Osteosarcoma is a primary cancer of the bone. It destroys normal bone, leaving in its place abnormally brittle and fragile bone prone to fracture. Osteosarcoma is an aggresive cancer that spreads rapidly to other parts of the body long before it is even detected.

Large and giant breed dogs have the greatest incidence of bone cancer in their limbs. The Rottweiler In particular seems to be over-represented as a common breed predisposed to bone cancer. The average age of dogs with osteosarcoma is 7 years. Males are more commonly affected than females. Smaller dogs — and cats — can also get bone cancer, but this is much rarer.

Clinical signs

Symptoms can be difficult to recognise and easy for an owner to confuse with less serious issues. Dogs affected with appendicular tumours are often lame. Sometimes the limb is enlarged and firm, as well as painful. Less commonly they may be reluctant to eat or walk and can sometimes bleed from the tumour surface.

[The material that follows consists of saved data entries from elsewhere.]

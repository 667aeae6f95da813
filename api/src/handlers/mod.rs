//! HTTP handlers
//!
//! Axum request handlers for the API endpoints.

pub mod access;
pub mod orders;
pub mod webhooks;

pub use access::{grant_offer_access, module_access, revoke_offer_access};
pub use orders::{create_order, get_order, list_school_orders};
pub use webhooks::payment_webhook;
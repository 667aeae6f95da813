//! Test utilities
//!
//! Manual mock implementations and test fixtures for unit testing.
//!
//! Mocks keep their state in memory and expose call counters so tests can
//! assert which ports were (or were not) touched.

pub mod fixtures;
pub mod mocks;

pub use fixtures::*;
pub use mocks::*;
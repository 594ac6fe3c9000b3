//! Configuration validation.
//!
//! Validates configuration values and provides helpful error messages.

use crate::common::error::ConfigError;
use crate::config::types::Config;

/// Placeholder token shipped in the sample config.
const PLACEHOLDER_TOKEN: &str = "YOUR_DISCORD_TOKEN_HERE";

/// Validate a configuration and return detailed errors.
pub fn validate_config(config: &Config) -> Result<(), ConfigError> {
    let mut errors = Vec::new();

    if config.discord_token.is_empty() {
        errors.push("discord_token is required".to_string());
    }
    if config.discord_token == PLACEHOLDER_TOKEN {
        errors.push("discord_token has not been configured (still using placeholder)".to_string());
    }

    let templates = [
        ("mtg_api_name_only", &config.mtg_api_name_only, 1),
        ("mtg_api_name_set", &config.mtg_api_name_set, 2),
        ("mtg_api_name_code", &config.mtg_api_name_code, 2),
    ];
    for (field, template, expected) in templates {
        let slots = template.matches("%s").count();
        if slots != expected {
            errors.push(format!(
                "{} must contain {} '%s' slot(s) (got {})",
                field, expected, slots
            ));
        }
    }

    if config.spell_db_path.is_empty() {
        errors.push("spell_db_path must not be empty".to_string());
    }

    if errors.is_empty() {
        Ok(())
    } else {
        Err(ConfigError::ValidationError {
            message: errors.join("\n"),
        })
    }
}
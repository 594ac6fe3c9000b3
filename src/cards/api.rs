//! Card API client.
//!
//! Talks to a magicthegathering.io style endpoint that answers a name search
//! with `{"cards": [...]}`, one record per printing, oldest printing first.

use async_trait::async_trait;
use serde::Deserialize;
use tracing::debug;

use crate::common::error::CardApiError;

/// One printing of a card as returned by the API.
#[derive(Debug, Clone, Default, PartialEq, Eq, Deserialize)]
pub struct CardRecord {
    pub name: String,
    #[serde(rename = "multiverseid", default)]
    pub multiverse_id: Option<u64>,
    #[serde(default)]
    pub set: String,
    #[serde(rename = "setName", default)]
    pub set_name: String,
    #[serde(rename = "imageUrl", default)]
    pub image_url: Option<String>,
    #[serde(default)]
    pub rarity: String,
    #[serde(rename = "type", default)]
    pub card_type: Option<String>,
}

impl CardRecord {
    /// Image URL, or an empty string if the printing has none.
    pub fn image_url(&self) -> &str {
        self.image_url.as_deref().unwrap_or("")
    }
}

/// Response body of a card search.
#[derive(Debug, Clone, Default, Deserialize)]
pub struct CardList {
    #[serde(default)]
    pub cards: Vec<CardRecord>,
}

/// Source of card printings.
#[async_trait]
pub trait CardApi: Send + Sync {
    /// Fetch all printings returned for a lookup URL, in API order.
    async fn fetch_cards(&self, url: &str) -> Result<Vec<CardRecord>, CardApiError>;
}

/// reqwest-backed card API client.
#[derive(Debug, Clone)]
pub struct HttpCardApi {
    client: reqwest::Client,
}

impl HttpCardApi {
    pub fn new() -> Result<Self, CardApiError> {
        let client = reqwest::Client::builder()
            .user_agent(concat!("mtgbot/", env!("CARGO_PKG_VERSION")))
            .build()?;
        Ok(Self { client })
    }
}

#[async_trait]
impl CardApi for HttpCardApi {
    async fn fetch_cards(&self, url: &str) -> Result<Vec<CardRecord>, CardApiError> {
        debug!("GET {}", url);

        let response = self.client.get(url).send().await?;
        let status = response.status();
        if !status.is_success() {
            return Err(CardApiError::Status {
                status: status.as_u16(),
                url: url.to_string(),
            });
        }

        let body = response.bytes().await?;
        let list = decode_card_list(&body)?;
        debug!("Card API returned {} printings", list.cards.len());
        Ok(list.cards)
    }
}

/// Decode a card search response body.
pub fn decode_card_list(body: &[u8]) -> Result<CardList, CardApiError> {
    Ok(serde_json::from_slice(body)?)
}

#[cfg(test)]
mod tests {
    use super::*;

    #[test]
    fn test_decode_card_list() {
        let body = br#"{
            "cards": [
                {
                    "name": "Shock",
                    "multiverseid": 4810,
                    "set": "STH",
                    "setName": "Stronghold",
                    "imageUrl": "http://gatherer.wizards.com/Handlers/Image.ashx?multiverseid=4810&type=card",
                    "rarity": "Common",
                    "type": "Instant"
                },
                {
                    "name": "Shock",
                    "set": "pFNM",
                    "setName": "Friday Night Magic",
                    "rarity": "Special"
                }
            ]
        }"#;

        let list = decode_card_list(body).unwrap();
        assert_eq!(list.cards.len(), 2);
        assert_eq!(list.cards[0].multiverse_id, Some(4810));
        assert_eq!(list.cards[0].set_name, "Stronghold");
        assert_eq!(list.cards[0].card_type.as_deref(), Some("Instant"));
        assert_eq!(list.cards[1].image_url(), "");
        assert_eq!(list.cards[1].multiverse_id, None);
    }

    #[test]
    fn test_decode_missing_cards_is_empty() {
        let list = decode_card_list(b"{}").unwrap();
        assert!(list.cards.is_empty());
    }

    #[test]
    fn test_decode_garbage_fails() {
        let result = decode_card_list(b"<html>502 Bad Gateway</html>");
        assert!(matches!(result, Err(CardApiError::Decode(_))));
    }
}
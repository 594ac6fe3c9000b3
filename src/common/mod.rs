//! Common types shared across the application.

pub mod error;
pub mod messages;

pub use messages::{IncomingMessage, Reply};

Osteosarcoma can spread quickly to the lungs and other organs so coughing and breathing difficulties are a long term complication. In about 80 per cent of cases, by the time the owner realises something is wrong and brings their pet to the hospital, it has metastasized to the lungs or heart.

How is it diagnosed?

Digital Radiography is the primary diagnostic tool. Radiographic signs of osteosarcoma include cortical lysis — where the outer margins of the bone start to dissolve —periosteal bone proliferation, which makes the edges of the bone look blurry on the radiograph, and soft tissue swelling. Radiography does not always provide a confirmed diagnosis but when assessed with the history of the pet, its age and breed, it does make a bone cancer diagnosis more likely.

Treatment protocols

Osteosarcoma is a terminal disease. There is no cure. The mean life expectancy of a dog with osteosarcoma is approximately 3 to 4 months. Bone cancer is also painful and the patient will need powerful pain relief on a daily basis. Surgical intervention — usually the amputation of an affected limb — is possible, but amputation does not necessarily prolong the animal’s life, although it does make the pain more bearable.

Chemotherapy can extend the life span of most dogs suffering bone cancer, by approximately one year. They will then usually sucumb to the illness, or need to be euthanised for humane reasons.